Penilaian Acuan Patokan atau Penilaian Acuan Kriteria (PAP/PAK)
Penilaian Acuan Patokan didasarkan pada kriteria
baku/mutlak, yaitu kriteria yang telah ditetapkan sebelum pelaksanaan ujian
dengan menetapkan batas lulus atau minimum passing level. Dengan pendekatan ini
begitu koreksi dilakukan, pengajar segera dapat mengambil keputusan lulus atau
tidak lulus serta nilai diperoleh. Dalam pendekatan kriteria dituntut
penanganan yang lebih detail dan terencana sebelum proses pengajaran
berlangsung, pengajar harus telah mengkomunikasikan cakupan materi pengajaran
dan kriteria keberhasilan serta kompetensi yang harus dikuasai peserta didik
yang tercermin dalam tujuan pengajaran atau Indikator pencapaian.
b. Penilaian Acuan Norma
atau Penilaian Acuan Relatif (PAN/PAR)
Penilaian Acuan Norma didasarkan pada kriteria
relatif, yakni pada kemampuan kelompok pada umumnya. Sehingga lulus dan
tidaknya peserta uji yang ditunjukkan dengan kategori nilai A, B, C bergerak
dalam batas yang relatif. Pada prinsipnya pendekatan norma menggunakan hukum
yang ada pada kurva normal, yang dibentuk dengan mengikutsertakan semua skor
hasil pengukuran yang diperoleh. Penentuan prestasi dan kedudukan siswa
didasarkan pada Mean (rerata) dan Standard Deviasi (simpangan
baku) dari keseluruhan skor yang diperoleh sekelompok mahasiswa, sehingga
penilaian dan penetapan kriteria baru dapat ditetapkan setelah koreksi selesai
dilakukan.
c. Penilaian dengan
Pendekatan Performa (Performance)
Pendekatan ini didasarkan pada performansi mahasiswa
sebelumnya, sehingga lebih diarahkan pada pembinaan kemajuan belajar dari waktu
ke waktu, untuk itu sangat diperlukan informasi tentang kemampuan awal siswa
serta potensi dasar yang dimiliki.

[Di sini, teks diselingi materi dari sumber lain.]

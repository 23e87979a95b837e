use std::ops::RangeInclusive;
use std::str::FromStr;

use serde::Deserialize;

use crate::error::AppError;

/// Global application configuration loaded from environment variables.
#[derive(Debug, Clone, Deserialize)]
pub struct AppConfig {
    /// PostgreSQL connection string
    pub database_url: String,

    /// HMAC secret used to verify bearer tokens
    pub jwt_secret: String,

    /// HTTP/WebSocket listening port (default: 8001)
    pub http_port: u16,

    /// Maximum number of PostgreSQL connections in the pool (default: 20)
    pub db_max_connections: u32,

    /// Upper bound on a single live push or replay push, in milliseconds (default: 2000)
    pub delivery_send_timeout_ms: u64,

    /// Depth of each session's outbound message queue (default: 64)
    pub session_outbound_buffer: usize,

    /// How far back pending replay looks, in days (default: 30)
    pub replay_window_days: i64,

    /// Maximum notifications replayed per connection (default: 50)
    pub replay_limit: i64,

    /// Whether the responsible party is part of the ingestion dedup key (default: false)
    pub dedup_includes_responsible: bool,
}

/// Upper bound for `REPLAY_WINDOW_DAYS`.
pub const MAX_REPLAY_WINDOW_DAYS: i64 = 3650;

/// Upper bound for `REPLAY_LIMIT`.
pub const MAX_REPLAY_LIMIT: i64 = 1000;

impl AppConfig {
    /// Load configuration from environment variables.
    pub fn from_env() -> Result<Self, AppError> {
        dotenvy::dotenv().ok();

        Ok(Self {
            database_url: required_var("DATABASE_URL")?,
            jwt_secret: required_var("JWT_SECRET")?,
            http_port: parse_var("HTTP_PORT", "8001")?,
            db_max_connections: parse_var("DB_MAX_CONNECTIONS", "20")?,
            delivery_send_timeout_ms: parse_var("DELIVERY_SEND_TIMEOUT_MS", "2000")?,
            session_outbound_buffer: parse_var("SESSION_OUTBOUND_BUFFER", "64")?,
            replay_window_days: in_range(
                "REPLAY_WINDOW_DAYS",
                parse_var("REPLAY_WINDOW_DAYS", "30")?,
                1..=MAX_REPLAY_WINDOW_DAYS,
            )?,
            replay_limit: in_range(
                "REPLAY_LIMIT",
                parse_var("REPLAY_LIMIT", "50")?,
                1..=MAX_REPLAY_LIMIT,
            )?,
            dedup_includes_responsible: parse_var("DEDUP_INCLUDES_RESPONSIBLE", "false")?,
        })
    }

    pub fn delivery_send_timeout(&self) -> std::time::Duration {
        std::time::Duration::from_millis(self.delivery_send_timeout_ms)
    }
}

fn required_var(name: &str) -> Result<String, AppError> {
    std::env::var(name)
        .map_err(|_| AppError::Config(format!("{name} environment variable is required")))
}

/// Read `name` from the environment (falling back to `default`) and parse it.
fn parse_var<T: FromStr>(name: &str, default: &str) -> Result<T, AppError> {
    parse_value(name, std::env::var(name).ok().as_deref().unwrap_or(default))
}

fn parse_value<T: FromStr>(name: &str, raw: &str) -> Result<T, AppError> {
    raw.trim().parse().map_err(|_| {
        AppError::Config(format!(
            "{} must be a valid {}",
            name,
            std::any::type_name::<T>()
        ))
    })
}

fn in_range(name: &str, value: i64, range: RangeInclusive<i64>) -> Result<i64, AppError> {
    if range.contains(&value) {
        Ok(value)
    } else {
        Err(AppError::Config(format!(
            "{} must be between {} and {}, got {}",
            name,
            range.start(),
            range.end(),
            value
        )))
    }
}

#[cfg(test)]
mod tests {
    use super::*;

    #[test]
    fn test_parse_value() {
        assert_eq!(parse_value::<u16>("HTTP_PORT", " 8001 ").unwrap(), 8001);
        assert!(parse_value::<bool>("DEDUP_INCLUDES_RESPONSIBLE", "true").unwrap());

        let err = parse_value::<u16>("HTTP_PORT", "eighty").unwrap_err();
        assert!(matches!(err, AppError::Config(msg) if msg.contains("HTTP_PORT")));
    }

    #[test]
    fn test_replay_settings_bounded() {
        assert_eq!(in_range("REPLAY_LIMIT", 50, 1..=MAX_REPLAY_LIMIT).unwrap(), 50);

        for bad in [0, -5, MAX_REPLAY_LIMIT + 1] {
            let err = in_range("REPLAY_LIMIT", bad, 1..=MAX_REPLAY_LIMIT).unwrap_err();
            assert!(matches!(err, AppError::Config(_)), "accepted {bad}");
        }

        let err = in_range("REPLAY_WINDOW_DAYS", 100_000_000, 1..=MAX_REPLAY_WINDOW_DAYS)
            .unwrap_err();
        assert!(err.to_string().contains("REPLAY_WINDOW_DAYS"));
    }
}
//! Session manager.
//!
//! Lifecycle of one authenticated live-delivery connection.
//!
//! `Authenticating → Upgrading → Connected → Draining → Closed`
//!
//! Authentication happens in the upgrade handler before the transport is
//! upgraded. Everything from `Upgrading` on runs here:
//!
//! 1. Create the outbound queue, queue the welcome, start the writer task
//! 2. Install the session in the registry (evicting any older one)
//! 3. Run pending replay concurrently with the read loop
//! 4. On read-loop exit: close the handle, release the registry slot, drain the writer
//!
//! A notification stored while replay is starting can reach the session both
//! live and through replay. The writer sends each notification id over one
//! path only, whichever arrives first.

use std::collections::HashSet;
use std::fmt::Display;
use std::time::Duration;

use axum::extract::ws::{Message, WebSocket};
use futures::{Sink, SinkExt, Stream, StreamExt};
use tokio::sync::mpsc;
use tokio_util::sync::CancellationToken;
use uuid::Uuid;

use herald_common::types::ServerMessage;
use herald_engine::registry::SessionHandle;
use herald_engine::replay::replay_pending;

use crate::state::AppState;

/// Phases of a single connection.
#[derive(Debug, Clone, Copy, PartialEq, Eq)]
pub enum SessionPhase {
    Authenticating,
    Upgrading,
    Connected,
    Draining,
    Closed,
}

impl SessionPhase {
    /// The phase that follows this one, if any.
    pub fn next(self) -> Option<Self> {
        match self {
            SessionPhase::Authenticating => Some(SessionPhase::Upgrading),
            SessionPhase::Upgrading => Some(SessionPhase::Connected),
            SessionPhase::Connected => Some(SessionPhase::Draining),
            SessionPhase::Draining => Some(SessionPhase::Closed),
            SessionPhase::Closed => None,
        }
    }
}

/// Tracks and logs the phase of one connection.
#[derive(Debug)]
struct Lifecycle {
    user_id: Uuid,
    phase: SessionPhase,
}

impl Lifecycle {
    fn new(user_id: Uuid) -> Self {
        Self {
            user_id,
            phase: SessionPhase::Upgrading,
        }
    }

    fn advance(&mut self) {
        if let Some(next) = self.phase.next() {
            tracing::debug!(user_id = %self.user_id, from = ?self.phase, to = ?next, "Session phase");
            self.phase = next;
        }
    }
}

/// Run a session over an upgraded WebSocket for the verified `user_id`.
pub async fn run(socket: WebSocket, state: AppState, user_id: Uuid) {
    let (writer, reader) = socket.split();
    drive(writer, reader, state, user_id).await;
}

/// Run a session over any message sink/stream pair.
pub async fn drive<W, R, E>(writer: W, mut reader: R, state: AppState, user_id: Uuid)
where
    W: Sink<Message> + Unpin + Send + 'static,
    W::Error: Display,
    R: Stream<Item = Result<Message, E>> + Unpin,
    E: Display,
{
    let mut lifecycle = Lifecycle::new(user_id);
    let send_timeout = state.config.delivery_send_timeout();

    let shutdown = CancellationToken::new();
    let (tx, rx) = mpsc::channel(state.config.session_outbound_buffer.max(1));
    let handle = SessionHandle::new(user_id, tx, shutdown.clone());

    // Queued before install so nothing can overtake it.
    if handle
        .send(ServerMessage::welcome(user_id), send_timeout)
        .await
        .is_err()
    {
        return;
    }
    let writer_task = tokio::spawn(write_loop(writer, rx, shutdown, send_timeout, user_id));

    state.registry.install(handle.clone()).await;
    lifecycle.advance();
    let active_sessions = state.registry.len().await;
    tracing::info!(
        user_id = %user_id,
        connection_id = %handle.connection_id(),
        active_sessions,
        "Session connected"
    );

    let replay_task = {
        let store = state.store.clone();
        let policy = state.replay;
        let handle = handle.clone();
        tokio::spawn(async move { replay_pending(store.as_ref(), policy, &handle).await })
    };

    read_loop(&mut reader, &handle, send_timeout).await;

    lifecycle.advance();
    handle.close();
    replay_task.abort();
    let released = state
        .registry
        .remove(user_id, handle.connection_id())
        .await;
    if !released {
        tracing::debug!(user_id = %user_id, connection_id = %handle.connection_id(), "Slot already taken by a newer session");
    }
    if let Err(e) = writer_task.await {
        tracing::warn!(user_id = %user_id, error = %e, "Session writer task failed");
    }

    lifecycle.advance();
    tracing::info!(
        user_id = %user_id,
        connection_id = %handle.connection_id(),
        connected_for_secs = (chrono::Utc::now() - handle.connected_at()).num_seconds(),
        "Session closed"
    );
}

/// Echo inbound frames until the peer goes away, a read fails, or the handle is closed.
async fn read_loop<R, E>(reader: &mut R, handle: &SessionHandle, send_timeout: Duration)
where
    R: Stream<Item = Result<Message, E>> + Unpin,
    E: Display,
{
    let user_id = handle.recipient_id();

    loop {
        let frame = tokio::select! {
            _ = handle.closed() => {
                tracing::debug!(user_id = %user_id, "Session closed by server");
                break;
            }
            frame = reader.next() => frame,
        };

        let original = match frame {
            Some(Ok(Message::Text(text))) => text.as_str().to_string(),
            Some(Ok(Message::Binary(bytes))) => String::from_utf8_lossy(&bytes).into_owned(),
            Some(Ok(Message::Close(_))) | None => {
                tracing::debug!(user_id = %user_id, "Peer closed connection");
                break;
            }
            Some(Ok(_)) => continue,
            Some(Err(e)) => {
                tracing::warn!(user_id = %user_id, error = %e, "WebSocket read error");
                break;
            }
        };

        tracing::debug!(user_id = %user_id, bytes = original.len(), "Message received");
        if handle
            .send(ServerMessage::echo(original), send_timeout)
            .await
            .is_err()
        {
            break;
        }
    }
}

/// Suppresses a notification frame already sent through the other delivery path.
#[derive(Debug, Default)]
struct FrameFilter {
    live: HashSet<Uuid>,
    replayed: HashSet<Uuid>,
}

impl FrameFilter {
    fn admit(&mut self, message: &ServerMessage) -> bool {
        let ServerMessage::Notification(frame) = message else {
            return true;
        };
        if frame.pending {
            !self.live.contains(&frame.id) && self.replayed.insert(frame.id)
        } else if self.replayed.remove(&frame.id) {
            false
        } else {
            self.live.insert(frame.id);
            true
        }
    }
}

/// Serialise queued messages onto the socket.
///
/// A socket write error cancels the session. On shutdown, whatever is already
/// queued is flushed (bounded by `send_timeout`) before the close frame.
async fn write_loop<W>(
    mut writer: W,
    mut rx: mpsc::Receiver<ServerMessage>,
    shutdown: CancellationToken,
    send_timeout: Duration,
    user_id: Uuid,
) where
    W: Sink<Message> + Unpin,
    W::Error: Display,
{
    let mut filter = FrameFilter::default();

    loop {
        let message = tokio::select! {
            biased;
            _ = shutdown.cancelled() => break,
            message = rx.recv() => match message {
                Some(message) => message,
                None => break,
            },
        };

        if !filter.admit(&message) {
            tracing::debug!(user_id = %user_id, "Duplicate notification frame dropped");
            continue;
        }
        if let Err(e) = write_message(&mut writer, &message).await {
            tracing::warn!(user_id = %user_id, kind = message.kind(), error = %e, "WebSocket write failed");
            shutdown.cancel();
            return;
        }
    }

    let drain = async {
        while let Ok(message) = rx.try_recv() {
            if !filter.admit(&message) {
                continue;
            }
            if write_message(&mut writer, &message).await.is_err() {
                return;
            }
        }
        let _ = writer.send(Message::Close(None)).await;
    };
    if tokio::time::timeout(send_timeout, drain).await.is_err() {
        tracing::debug!(user_id = %user_id, "Drain timed out");
    }
    let _ = writer.close().await;
}

async fn write_message<W>(writer: &mut W, message: &ServerMessage) -> Result<(), String>
where
    W: Sink<Message> + Unpin,
    W::Error: Display,
{
    let text = serde_json::to_string(message).map_err(|e| e.to_string())?;
    writer
        .send(Message::Text(text.into()))
        .await
        .map_err(|e| e.to_string())
}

Pendekatan ini sangat cocok untuk
pelaksanaan pengajaran remedial atau untuk latihan keterampilan tertentu dimana
dalam kegiatan semacam ini kemajuan anak dari waktu ke waktu sangat perlu untuk
diikuti dan dipantau secara teliti.
Teknik Asesmen
Dilihat dari tekniknya, asesmen proses dan hasil
belajar dibedakan menjadi dua macam yaitu dengan Teknik Tes dan Non Tes namun
pada umumnya pengajar lebih banyak menggunakan tes sebagai alat ukur dengan
rasional bahwa tingkat obyektivitas evaluasi lebih terjamin, hal ini tidak
sepenuhnya benar.
a. Teknik tes adalah
seperangkat tugas yang harus dikerjakan oleh orang yang dites, dan berdasarkan
hasil menunaikan tugas-tugas tersebut, akan dapat ditarik kesimpulan tentang
aspek tertentu pada orang tersebut. Tes sebagai alat ukur sangat banyak
macamnya dan luas penggunaannya
b. Teknik nontes dapat
dilakukan dengan observasi baik secara langsung ataupun tak langsung, angket ataupun
wawancara. Dapat pula dilakukan dengan Sosiometri, teknik non tes digunakan
sebagai pelengkap dan digunakan sebagai pertimbangan tambahan dalam pengambilan
keputusan penentuan kualitas hasil belajar, teknik ini dapat bersifat lebih
menyeluruh pada semua aspek kehidupan anak.